[Dataset entries]
#![no_main]

use libfuzzer_sys::fuzz_target;
use sockpool::Config;

fuzz_target!(|data: &[u8]| {
    let Ok(text) = std::str::from_utf8(data) else {
        return;
    };
    let Ok(config) = Config::from_toml_str(text) else {
        return;
    };
    assert!(config.pool.capacity >= 1);
    assert!(config.server.backlog >= 1);
    if let Ok(again) = config.to_toml_string() {
        let back = Config::from_toml_str(&again).expect("serialized config must parse");
        assert_eq!(back.pool, config.pool);
    }
});
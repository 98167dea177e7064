//! Passive (listening) and active (connected) sockets.
//!
//! [`PassiveSocket`] owns a bound, listening handle and produces
//! [`ActiveConnection`]s through [`PassiveSocket::accept`]. An active
//! connection is plain composition: a byte stream, the peer address and an
//! [`Identity`] taken from the descriptor number at construction.
//!
//! Dropping an `ActiveConnection` shuts the connection down in both
//! directions before the descriptor closes, so the peer sees an orderly
//! end of stream. The shutdown happens at most once no matter how many
//! times the value is moved, or whether `shutdown`/`close` ran first.

use crate::address::{Address, AddressKind};
use crate::error::{Error, Result, os_err};
use socket2::{SockRef, Socket, Type};
use sockpool_fd::{
    AsRawFileDescriptor, FileDescriptor, OwnedHandle, POLLIN, RawFileDescriptor, poll, pollfd,
};
use std::fmt;
use std::io::{self, Read, Write};
use std::net::Shutdown;
use std::path::PathBuf;
use std::sync::atomic::{AtomicBool, Ordering};
use std::time::Duration;
use tracing::{debug, trace};

/// Stable key of a connection: the descriptor number it was created with.
///
/// The kernel does not hand the same number to another descriptor while
/// this one is open, so identities are unique among live connections.
#[derive(Debug, Clone, Copy, PartialEq, Eq, Hash, PartialOrd, Ord)]
pub struct Identity(RawFileDescriptor);

impl Identity {
    pub fn raw(self) -> RawFileDescriptor {
        self.0
    }
}

impl From<RawFileDescriptor> for Identity {
    fn from(fd: RawFileDescriptor) -> Self {
        Self(fd)
    }
}

impl fmt::Display for Identity {
    fn fmt(&self, f: &mut fmt::Formatter<'_>) -> fmt::Result {
        write!(f, "#{}", self.0)
    }
}

// =============================================================================
// PassiveSocket
// =============================================================================

/// A bound and listening socket.
///
/// For unix domain addresses the socket file is unlinked on drop.
#[derive(Debug)]
pub struct PassiveSocket {
    handle: OwnedHandle,
    address: Address,
}

impl PassiveSocket {
    /// `socket(2)` + `bind(2)` + `listen(2)`.
    ///
    /// IP listeners get `SO_REUSEADDR` so a restarted server can rebind
    /// while old connections sit in `TIME_WAIT`. Nothing is retried.
    pub fn bind(address: &Address, backlog: i32) -> Result<Self> {
        let socket = Socket::new(address.domain(), Type::STREAM, None).map_err(os_err("socket"))?;
        if address.kind() == AddressKind::Ip {
            socket
                .set_reuse_address(true)
                .map_err(os_err("setsockopt"))?;
        }
        let sockaddr = address.to_sockaddr()?;
        socket.bind(&sockaddr).map_err(os_err("bind"))?;

        // The path exists from here on; build Self so a failed listen still unlinks it.
        let listener = Self {
            handle: OwnedHandle::new(socket),
            address: address.clone(),
        };
        SockRef::from(&listener.handle)
            .listen(backlog)
            .map_err(os_err("listen"))?;
        debug!(address = %listener.address, backlog, "listening");
        Ok(listener)
    }

    /// The address this socket was bound with.
    pub fn address(&self) -> &Address {
        &self.address
    }

    /// The address the kernel actually bound, e.g. the port chosen for `:0`.
    pub fn local_address(&self) -> Result<Address> {
        let local = SockRef::from(&self.handle)
            .local_addr()
            .map_err(os_err("getsockname"))?;
        Address::from_sockaddr(self.address.kind(), &local)
    }

    pub fn handle(&self) -> &OwnedHandle {
        &self.handle
    }

    /// Block until a connection is pending, then accept it.
    pub fn accept(&self) -> Result<ActiveConnection> {
        let (socket, peer) = SockRef::from(&self.handle)
            .accept()
            .map_err(os_err("accept"))?;
        let peer = Address::from_sockaddr(self.address.kind(), &peer)?;
        let connection = ActiveConnection::new(FileDescriptor::new(socket), peer);
        trace!(id = %connection.id(), peer = %connection.peer(), "accepted");
        Ok(connection)
    }

    /// Wait up to `timeout` for a pending connection so that `accept` will
    /// not block. An interrupted wait reports `false`.
    pub fn wait_acceptable(&self, timeout: Option<Duration>) -> Result<bool> {
        let mut pfd = [pollfd {
            fd: self.handle.get(),
            events: POLLIN,
            revents: 0,
        }];
        match poll(&mut pfd, timeout) {
            Ok(n) => Ok(n > 0 && pfd[0].revents & POLLIN != 0),
            Err(sockpool_fd::Error::Poll(err)) if err.kind() == io::ErrorKind::Interrupted => {
                Ok(false)
            }
            Err(err) => Err(err.into()),
        }
    }
}

impl Drop for PassiveSocket {
    fn drop(&mut self) {
        if let Address::Unix(path) = &self.address {
            if let Err(err) = std::fs::remove_file(path) {
                debug!(path = %path.display(), error = %err, "failed to unlink unix socket");
            }
        }
    }
}

// =============================================================================
// ActiveConnection
// =============================================================================

/// A connected socket: byte stream + peer address + identity.
#[derive(Debug)]
pub struct ActiveConnection {
    stream: FileDescriptor,
    peer: Address,
    id: Identity,
    shut: AtomicBool,
}

impl ActiveConnection {
    pub fn new(stream: FileDescriptor, peer: Address) -> Self {
        let id = Identity(stream.as_raw_file_descriptor());
        Self {
            stream,
            peer,
            id,
            shut: AtomicBool::new(false),
        }
    }

    /// Two connections joined by `socketpair(2)`. Both peers are unnamed
    /// unix addresses.
    pub fn pair() -> Result<(Self, Self)> {
        let (a, b) = sockpool_fd::socketpair()?;
        Ok((
            Self::new(a, Address::Unix(PathBuf::new())),
            Self::new(b, Address::Unix(PathBuf::new())),
        ))
    }

    pub fn id(&self) -> Identity {
        self.id
    }

    pub fn peer(&self) -> &Address {
        &self.peer
    }

    pub fn stream(&self) -> &FileDescriptor {
        &self.stream
    }

    /// Open and not yet shut down.
    pub fn is_open(&self) -> bool {
        self.stream.is_open() && !self.shut.load(Ordering::Acquire)
    }

    pub fn read(&self, buf: &mut [u8]) -> Result<usize> {
        (&self.stream).read(buf).map_err(os_err("read"))
    }

    pub fn write(&self, buf: &[u8]) -> Result<usize> {
        (&self.stream).write(buf).map_err(os_err("write"))
    }

    pub fn write_all(&self, buf: &[u8]) -> Result<()> {
        (&self.stream).write_all(buf).map_err(os_err("write"))
    }

    pub fn set_non_blocking(&self, non_blocking: bool) -> Result<()> {
        self.stream.set_non_blocking(non_blocking)?;
        Ok(())
    }

    /// Shut down both directions. Only the first call reaches the kernel;
    /// a peer that is already gone (`ENOTCONN`) is not an error.
    pub fn shutdown(&self) -> Result<()> {
        if !self.stream.is_open() || self.shut.swap(true, Ordering::AcqRel) {
            return Ok(());
        }
        match SockRef::from(&self.stream).shutdown(Shutdown::Both) {
            Err(err) if err.kind() != io::ErrorKind::NotConnected => {
                Err(Error::os("shutdown", err))
            }
            _ => Ok(()),
        }
    }

    /// Half-close: signal end of stream to the peer while still reading.
    pub fn shutdown_write(&self) -> Result<()> {
        if !self.stream.is_open() {
            return Err(sockpool_fd::Error::EmptyHandle.into());
        }
        SockRef::from(&self.stream)
            .shutdown(Shutdown::Write)
            .map_err(os_err("shutdown"))
    }

    /// Shut down and close now, reporting failures instead of swallowing
    /// them the way drop does.
    pub fn close(&mut self) -> Result<()> {
        self.shutdown()?;
        self.stream.close()?;
        Ok(())
    }

    /// Point this connection's descriptor number at `fresh`, keeping the
    /// identity. `fresh` is closed when it goes out of scope in the caller.
    pub(crate) fn adopt(&mut self, fresh: &Socket) -> Result<()> {
        self.stream.handle_mut().redirect_from(fresh)?;
        self.shut.store(false, Ordering::Release);
        Ok(())
    }
}

impl Drop for ActiveConnection {
    fn drop(&mut self) {
        if let Err(err) = self.shutdown() {
            trace!(id = %self.id, error = %err, "ignoring shutdown failure on drop");
        }
    }
}

impl Read for ActiveConnection {
    fn read(&mut self, buf: &mut [u8]) -> io::Result<usize> {
        (&self.stream).read(buf)
    }
}

impl Write for ActiveConnection {
    fn write(&mut self, buf: &[u8]) -> io::Result<usize> {
        (&self.stream).write(buf)
    }
    fn flush(&mut self) -> io::Result<()> {
        Ok(())
    }
}

impl Read for &ActiveConnection {
    fn read(&mut self, buf: &mut [u8]) -> io::Result<usize> {
        (&self.stream).read(buf)
    }
}

impl Write for &ActiveConnection {
    fn write(&mut self, buf: &[u8]) -> io::Result<usize> {
        (&self.stream).write(buf)
    }
    fn flush(&mut self) -> io::Result<()> {
        Ok(())
    }
}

Aim of the task ::
Would you count the lines in the entries that hold "revents" and reply with only the count?

Answer to this task ::
2